With 18 lands in our deck, if we group 0-1-6-7 as a singular category, we gain equity in every single category except for 5-land openers.
0-1-6-7 lands: +1.67%
2 lands: +2.94%
3-4 lands: +2.39%
5 lands: -2.22%
So based on opening percentages and mulligans alone, running 18 lands seems strictly better. You have small but significant gains in every category of openers but one. But what are the other costs associated with running 18 lands over 17? Flood, of course. But how much equity do we lose to flood by having 1 extra land and 1 fewer spells?
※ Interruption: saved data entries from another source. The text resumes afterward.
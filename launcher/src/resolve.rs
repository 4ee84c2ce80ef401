//! Locates the launched script relative to the launcher's own install
//! location.
//!
//! The launcher is expected to live [`ANCESTOR_DEPTH`] directories below the
//! project root, with the script at `<root>/scripts/icarus.sh`:
//!
//! ```text
//! <root>/
//!   scripts/icarus.sh
//!   a/b/c/d/icarus-launcher
//! ```
//!
//! [`ANCESTOR_DEPTH`]: crate::layout::ANCESTOR_DEPTH

use std::ffi::CString;
use std::io;
use std::os::unix::ffi::OsStrExt;
use std::path::Path;
use std::path::PathBuf;

use crate::error::LauncherError;
use crate::layout::LauncherLayout;

/// Resolve the script for `layout`, checking that it can be read.
pub fn resolve_script(layout: &LauncherLayout) -> Result<PathBuf, LauncherError> {
    let exe_dir = current_exe_dir()?;
    tracing::debug!(exe_dir = %exe_dir.display(), "resolved launcher directory");

    let script = script_path_for(&exe_dir, layout)?;
    ensure_readable(&script)?;
    tracing::debug!(script = %script.display(), "resolved launcher script");
    Ok(script)
}

/// Canonical directory containing the running executable, with symlinks
/// resolved.
pub fn current_exe_dir() -> Result<PathBuf, LauncherError> {
    let exe = std::env::current_exe()
        .and_then(std::fs::canonicalize)
        .map_err(|source| LauncherError::CurrentExe { source })?;
    exe_parent_dir(&exe)
}

fn exe_parent_dir(exe: &Path) -> Result<PathBuf, LauncherError> {
    exe.parent()
        .map(Path::to_path_buf)
        .ok_or_else(|| LauncherError::ProjectRoot {
            source: io::Error::new(
                io::ErrorKind::InvalidInput,
                format!("{} has no parent directory", exe.display()),
            ),
        })
}

/// Replace `path` with its parent `levels` times.
///
/// Ascending past the filesystem root leaves the root in place, so a shallow
/// install resolves against `/` rather than failing here.
pub fn ascend(path: &Path, levels: usize) -> Result<PathBuf, LauncherError> {
    if !path.has_root() {
        return Err(LauncherError::ProjectRoot {
            source: io::Error::new(
                io::ErrorKind::InvalidInput,
                format!("{} is not an absolute path", path.display()),
            ),
        });
    }

    let mut current = path;
    for level in 0..levels {
        match current.parent() {
            Some(parent) => current = parent,
            None => {
                tracing::warn!(
                    start = %path.display(),
                    ascended = level,
                    requested = levels,
                    "reached the filesystem root before the project root"
                );
                break;
            }
        }
    }
    Ok(current.to_path_buf())
}

/// Project root for `exe_dir` joined with the layout's script path. Does not
/// touch the filesystem.
pub fn script_path_for(
    exe_dir: &Path,
    layout: &LauncherLayout,
) -> Result<PathBuf, LauncherError> {
    let root = ascend(exe_dir, layout.ancestor_depth)?;
    let script = root.join(&layout.script_relative_path);
    if script.as_os_str().len() >= path_max() {
        return Err(LauncherError::ScriptPathTooLong { path: script });
    }
    Ok(script)
}

/// Fail unless the calling user can read `path`.
pub fn ensure_readable(path: &Path) -> Result<(), LauncherError> {
    let c_path = CString::new(path.as_os_str().as_bytes()).map_err(|err| {
        LauncherError::MissingScript {
            path: path.to_path_buf(),
            source: io::Error::new(io::ErrorKind::InvalidInput, err),
        }
    })?;

    if unsafe { libc::access(c_path.as_ptr(), libc::R_OK) } != 0 {
        return Err(LauncherError::MissingScript {
            path: path.to_path_buf(),
            source: io::Error::last_os_error(),
        });
    }
    Ok(())
}

fn path_max() -> usize {
    libc::PATH_MAX as usize
}
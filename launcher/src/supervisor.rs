//! Runs the script as a single child process and relays termination signals
//! to it until it exits.
//!
//! The sequence is:
//! 1. Build the child's argv as C strings (no allocation happens after fork).
//! 2. `fork`. The child resets the relayed signals to `SIG_DFL` and `execv`s
//!    the interpreter, or `_exit(127)`s if that fails.
//! 3. The parent records the child pid, installs [`relay_signal`] for the
//!    relayed signals, and `waitpid`s until the child terminates.
//!
//! A signal that arrives between `fork` and handler installation is handled by
//! whatever disposition the launcher inherited.

use std::ffi::CStr;
use std::ffi::CString;
use std::ffi::OsStr;
use std::ffi::OsString;
use std::io;
use std::os::unix::ffi::OsStrExt;
use std::path::Path;
use std::sync::atomic::AtomicI32;
use std::sync::atomic::Ordering;

use crate::error::EXEC_FAILED_EXIT_CODE;
use crate::error::LauncherError;
use crate::exit_status::ChildTermination;
use crate::layout::LauncherLayout;

/// Pid of the supervised child; `0` until the parent has forked.
static CHILD_PID: AtomicI32 = AtomicI32::new(0);

/// Null-terminated argv handed to `execv`: interpreter, script, then the
/// caller's arguments in order.
#[derive(Debug)]
pub struct ChildArgv {
    args: Vec<CString>,
    ptrs: Vec<*const libc::c_char>,
    exec_failure_prefix: Vec<u8>,
}

impl ChildArgv {
    pub fn new<I>(interpreter: &Path, script: &Path, args: I) -> Result<Self, LauncherError>
    where
        I: IntoIterator<Item = OsString>,
    {
        let mut c_args = vec![
            to_cstring(interpreter.as_os_str())?,
            to_cstring(script.as_os_str())?,
        ];
        for arg in args {
            c_args.push(to_cstring(&arg)?);
        }

        // Pointers target the CStrings' heap buffers, which never move or
        // change for the lifetime of `args`.
        let mut ptrs: Vec<*const libc::c_char> = Vec::new();
        ptrs.try_reserve_exact(c_args.len() + 1)
            .map_err(|err| LauncherError::ArgvAllocation {
                reason: err.to_string(),
            })?;
        ptrs.extend(c_args.iter().map(|arg| arg.as_ptr()));
        ptrs.push(std::ptr::null());

        let mut exec_failure_prefix = b"Failed to exec ".to_vec();
        exec_failure_prefix.extend_from_slice(interpreter.as_os_str().as_bytes());
        exec_failure_prefix.extend_from_slice(b": ");

        Ok(Self {
            args: c_args,
            ptrs,
            exec_failure_prefix,
        })
    }

    pub fn program(&self) -> &CStr {
        &self.args[0]
    }

    pub fn args(&self) -> &[CString] {
        &self.args
    }

    fn as_ptr(&self) -> *const *const libc::c_char {
        self.ptrs.as_ptr()
    }
}

fn to_cstring(value: &OsStr) -> Result<CString, LauncherError> {
    CString::new(value.as_bytes()).map_err(|err| LauncherError::ArgvAllocation {
        reason: err.to_string(),
    })
}

/// Which side of the `fork` the caller is on.
#[derive(Debug, Clone, Copy, PartialEq, Eq)]
pub enum ForkOutcome {
    Child,
    Parent { pid: libc::pid_t },
}

pub fn fork_child() -> Result<ForkOutcome, LauncherError> {
    match unsafe { libc::fork() } {
        -1 => Err(LauncherError::Fork {
            source: io::Error::last_os_error(),
        }),
        0 => Ok(ForkOutcome::Child),
        pid => Ok(ForkOutcome::Parent { pid }),
    }
}

/// Post-fork child path: restore default dispositions and exec the
/// interpreter. Never returns; on exec failure the process `_exit`s with 127
/// so none of the parent's state is unwound from here.
///
/// The parent may have had other threads at `fork` time, so nothing here
/// allocates or takes a lock: the diagnostic is written with `write(2)` from
/// the prebuilt prefix and a stack buffer.
pub fn exec_child(argv: &ChildArgv, reset_signals: &[libc::c_int]) -> ! {
    for &signal in reset_signals {
        unsafe {
            libc::signal(signal, libc::SIG_DFL);
        }
    }

    unsafe {
        libc::execv(argv.program().as_ptr(), argv.as_ptr());
    }

    let errno = io::Error::last_os_error().raw_os_error().unwrap_or(0);
    let mut reason = [0u8; 256];
    let rc = unsafe { libc::strerror_r(errno, reason.as_mut_ptr().cast(), reason.len()) };
    let reason_len = if rc == 0 {
        reason.iter().position(|&b| b == 0).unwrap_or(reason.len())
    } else {
        0
    };

    write_stderr(&argv.exec_failure_prefix);
    write_stderr(&reason[..reason_len]);
    write_stderr(b"\n");
    unsafe { libc::_exit(EXEC_FAILED_EXIT_CODE) }
}

fn write_stderr(bytes: &[u8]) {
    unsafe {
        libc::write(libc::STDERR_FILENO, bytes.as_ptr().cast(), bytes.len());
    }
}

/// Forward `signal` to the recorded child, if any.
///
/// Runs in signal context: it only loads the pid and calls `kill(2)`.
pub extern "C" fn relay_signal(signal: libc::c_int) {
    let pid = CHILD_PID.load(Ordering::SeqCst);
    if pid > 0 {
        unsafe {
            libc::kill(pid, signal);
        }
    }
}

/// Install [`relay_signal`] for each of `signals`. Interrupted system calls are
/// restarted (`SA_RESTART`). Every signal is attempted; the first failure is
/// returned.
pub fn install_relay_handlers(signals: &[libc::c_int]) -> Result<(), LauncherError> {
    let mut first_error = None;
    for &signal in signals {
        let mut action: libc::sigaction = unsafe { std::mem::zeroed() };
        action.sa_sigaction = relay_signal as extern "C" fn(libc::c_int) as libc::sighandler_t;
        action.sa_flags = libc::SA_RESTART;
        unsafe {
            libc::sigemptyset(&mut action.sa_mask);
        }

        if unsafe { libc::sigaction(signal, &action, std::ptr::null_mut()) } != 0
            && first_error.is_none()
        {
            first_error = Some(LauncherError::SignalInstall {
                signal,
                source: io::Error::last_os_error(),
            });
        }
    }
    match first_error {
        Some(err) => Err(err),
        None => Ok(()),
    }
}

/// Block until `pid` terminates and return its raw wait status. `EINTR` is
/// retried; any other `waitpid` failure is returned.
pub fn wait_for_child(pid: libc::pid_t) -> Result<libc::c_int, LauncherError> {
    let mut status: libc::c_int = 0;
    loop {
        if unsafe { libc::waitpid(pid, &mut status, 0) } != -1 {
            return Ok(status);
        }
        let err = io::Error::last_os_error();
        if err.kind() != io::ErrorKind::Interrupted {
            return Err(LauncherError::Wait { source: err });
        }
    }
}

/// Spawn the child for `argv`, relay the layout's signals to it, and wait for
/// it to terminate.
///
/// Once the child exists this only returns after it has been reaped. A relay
/// handler that cannot be installed is logged and the child is still waited
/// for, so its exit status is what gets reported.
pub fn supervise(
    argv: &ChildArgv,
    layout: &LauncherLayout,
) -> Result<ChildTermination, LauncherError> {
    let pid = match fork_child()? {
        ForkOutcome::Child => exec_child(argv, layout.relayed_signals),
        ForkOutcome::Parent { pid } => pid,
    };

    CHILD_PID.store(pid, Ordering::SeqCst);
    if let Err(err) = install_relay_handlers(layout.relayed_signals) {
        tracing::warn!(pid, "signals will not be relayed to the child: {err}");
    }
    tracing::debug!(pid, program = %argv.program().to_string_lossy(), "spawned child");

    let status = wait_for_child(pid)?;
    let termination = ChildTermination::from_wait_status(status);
    tracing::debug!(pid, ?termination, "child terminated");
    Ok(termination)
}
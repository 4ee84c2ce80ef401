#[cfg(not(unix))]
fn main() {
    eprintln!("icarus-launcher is only implemented for UNIX");
    std::process::exit(1);
}

#[cfg(unix)]
fn main() {
    icarus_launcher::run_main()
}
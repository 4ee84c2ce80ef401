#![allow(clippy::unwrap_used, clippy::expect_used)]

use std::path::Path;
use std::process::Child;
use std::process::Command;
use std::process::ExitStatus;
use std::process::Stdio;
use std::thread;
use std::time::Duration;
use std::time::Instant;

use pretty_assertions::assert_eq;
use tempfile::tempdir;

use super::install::Installation;

const TIMEOUT: Duration = Duration::from_secs(10);

/// Touches the marker passed as `$1` once running, then becomes `sleep`.
const SLEEP_SCRIPT: &str = ": > \"$1\"\nexec sleep 30\n";

/// Exits 7 from a TERM trap.
const TRAP_SCRIPT: &str = "trap 'exit 7' TERM\n: > \"$1\"\nwhile true; do sleep 0.1; done\n";

fn spawn_and_wait_ready(installation: &Installation, marker: &Path) -> anyhow::Result<Child> {
    let mut child = Command::new(installation.launcher())
        .arg(marker)
        .env_remove("RUST_LOG")
        .stdin(Stdio::null())
        .spawn()?;

    let deadline = Instant::now() + TIMEOUT;
    while !marker.exists() {
        if Instant::now() > deadline {
            let _ = child.kill();
            anyhow::bail!("script never became ready");
        }
        thread::sleep(Duration::from_millis(20));
    }
    // The script is running, so the launcher has long since installed its
    // handlers; give it a moment to be parked in waitpid.
    thread::sleep(Duration::from_millis(100));
    Ok(child)
}

fn wait_with_timeout(child: &mut Child) -> anyhow::Result<ExitStatus> {
    let deadline = Instant::now() + TIMEOUT;
    loop {
        if let Some(status) = child.try_wait()? {
            return Ok(status);
        }
        if Instant::now() > deadline {
            let _ = child.kill();
            anyhow::bail!("launcher did not exit after the relayed signal");
        }
        thread::sleep(Duration::from_millis(20));
    }
}

fn send_signal(child: &Child, signal: libc::c_int) {
    let rc = unsafe { libc::kill(child.id() as libc::pid_t, signal) };
    assert_eq!(rc, 0, "kill failed: {}", std::io::Error::last_os_error());
}

fn assert_relayed_death(signal: libc::c_int) -> anyhow::Result<()> {
    let installation = Installation::with_script(SLEEP_SCRIPT)?;
    let scratch = tempdir()?;
    let marker = scratch.path().join("ready");

    let mut child = spawn_and_wait_ready(&installation, &marker)?;
    send_signal(&child, signal);
    let status = wait_with_timeout(&mut child)?;

    assert_eq!(status.code(), Some(128 + signal), "{status:?}");
    Ok(())
}

#[test]
fn sigint_is_relayed_and_reported_as_signal_death() -> anyhow::Result<()> {
    assert_relayed_death(libc::SIGINT)
}

#[test]
fn sigterm_is_relayed_and_reported_as_signal_death() -> anyhow::Result<()> {
    assert_relayed_death(libc::SIGTERM)
}

#[test]
fn sighup_is_relayed_and_reported_as_signal_death() -> anyhow::Result<()> {
    assert_relayed_death(libc::SIGHUP)
}

#[test]
fn sigquit_is_relayed_and_reported_as_signal_death() -> anyhow::Result<()> {
    // A core dump from the quit does not change the reported code.
    assert_relayed_death(libc::SIGQUIT)
}

#[test]
fn relayed_signal_reaches_script_trap() -> anyhow::Result<()> {
    let installation = Installation::with_script(TRAP_SCRIPT)?;
    let scratch = tempdir()?;
    let marker = scratch.path().join("ready");

    let mut child = spawn_and_wait_ready(&installation, &marker)?;
    send_signal(&child, libc::SIGTERM);
    let status = wait_with_timeout(&mut child)?;

    assert_eq!(status.code(), Some(7), "{status:?}");
    Ok(())
}
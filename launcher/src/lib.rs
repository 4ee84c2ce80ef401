//! `icarus-launcher` runs `<root>/scripts/icarus.sh` through `/bin/bash`,
//! where `<root>` is four directories above the launcher binary.
//!
//! All arguments are passed through to the script unchanged. SIGINT, SIGTERM,
//! SIGHUP and SIGQUIT are forwarded to the script while it runs, and the
//! script's exit status becomes the launcher's (`128 + N` if it died from
//! signal `N`). Failures in the launcher itself exit with status 1; a shell
//! that cannot be executed exits with status 127.
#[cfg(unix)]
mod error;
#[cfg(unix)]
mod exit_status;
#[cfg(unix)]
mod layout;
#[cfg(unix)]
mod resolve;
#[cfg(unix)]
mod supervisor;

#[cfg(unix)]
pub use error::EXEC_FAILED_EXIT_CODE;
#[cfg(unix)]
pub use error::LAUNCHER_FAILURE_EXIT_CODE;
#[cfg(unix)]
pub use error::LauncherError;
#[cfg(unix)]
pub use exit_status::ChildTermination;
#[cfg(unix)]
pub use exit_status::SIGNAL_EXIT_CODE_BASE;
#[cfg(unix)]
pub use layout::LauncherLayout;
#[cfg(unix)]
pub use resolve::ascend;
#[cfg(unix)]
pub use resolve::current_exe_dir;
#[cfg(unix)]
pub use resolve::ensure_readable;
#[cfg(unix)]
pub use resolve::resolve_script;
#[cfg(unix)]
pub use resolve::script_path_for;
#[cfg(unix)]
pub use supervisor::ChildArgv;
#[cfg(unix)]
pub use supervisor::ForkOutcome;
#[cfg(unix)]
pub use supervisor::supervise;

#[cfg(unix)]
use std::ffi::OsString;

#[cfg(unix)]
use tracing_subscriber::EnvFilter;

/// Entry point for the launcher binary.
#[cfg(unix)]
pub fn run_main() -> ! {
    init_tracing();

    let args: Vec<OsString> = std::env::args_os().skip(1).collect();
    let exit_code = match run(&LauncherLayout::default(), args) {
        Ok(termination) => termination.exit_code(),
        Err(err) => {
            eprintln!("{err}");
            err.exit_code()
        }
    };
    std::process::exit(exit_code);
}

/// Resolve the script for `layout`, run it with `args`, and report how it
/// terminated.
#[cfg(unix)]
pub fn run<I>(layout: &LauncherLayout, args: I) -> Result<ChildTermination, LauncherError>
where
    I: IntoIterator<Item = OsString>,
{
    let script = resolve_script(layout)?;
    let argv = ChildArgv::new(&layout.interpreter, &script, args)?;
    supervise(&argv, layout)
}

/// Diagnostics are opt-in through `RUST_LOG` and go to stderr, which the
/// script shares with the launcher.
#[cfg(unix)]
fn init_tracing() {
    let _ = tracing_subscriber::fmt()
        .with_env_filter(EnvFilter::from_default_env())
        .with_writer(std::io::stderr)
        .with_ansi(false)
        .try_init();
}
//! Explicitly owned registry of named engine configurations.
//!
//! Replaces an ambient, lazily-populated module cache: factories are
//! registered eagerly under a logical key at startup, and the registry's
//! lifetime is tied to whoever owns the instance.

use tracing::warn;

use crate::engine::TransferEngine;

/// Factory producing a configured engine for one registered action.
pub type EngineFactory = Box<dyn Fn() -> TransferEngine + Send + Sync>;

/// Key → factory table, in registration order.
#[derive(Default)]
pub struct ActionRegistry {
    entries: Vec<(String, EngineFactory)>,
}

impl ActionRegistry {
    pub fn new() -> Self {
        Self::default()
    }

    /// Registers `factory` under `key`, replacing any previous
    /// registration for the same key.
    pub fn register(&mut self, key: &str, factory: EngineFactory) {
        if let Some(entry) = self.entries.iter_mut().find(|(k, _)| k == key) {
            warn!(key, "replacing registered action");
            entry.1 = factory;
        } else {
            self.entries.push((key.to_string(), factory));
        }
    }

    /// Instantiates the engine registered under `key`.
    pub fn resolve(&self, key: &str) -> Option<TransferEngine> {
        self.entries
            .iter()
            .find(|(k, _)| k == key)
            .map(|(_, factory)| factory())
    }

    /// Registered keys, in registration order.
    pub fn keys(&self) -> Vec<&str> {
        self.entries.iter().map(|(k, _)| k.as_str()).collect()
    }

    pub fn len(&self) -> usize {
        self.entries.len()
    }

    pub fn is_empty(&self) -> bool {
        self.entries.is_empty()
    }
}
That's very difficult to measure. Ideally we'd have statistics on game and match win % based on the number of lands in a given player's deck. But the way data is gathered on MTGO, we can only see cards played out, not ones stuck in players' hands or libraries.
Another statistic we can use is the number of lands or spells on average drawn by a particular turn given a particular number of lands. I've seen this analysis before, but can't find a good example currently. If you find one, or can calculate it, let me know. I'm inclined to think the loss of EV due to flooding between 17 and 18 lands is smaller than the loss due to suboptimal opening hands, but I can't actually back that up with hard numbers.
For me the main takeaway is this: Running 18 lands over 17 lands in your limited deck leads to significant gains in the average quality of your opening hands. However, it also probably reduces the quality of your draws in the mid to late game. Just how much is difficult to quantify.
Until then, I think it may actually be correct to run 18 lands in most draft decks, and I'm going to try it for a while to see how it works out.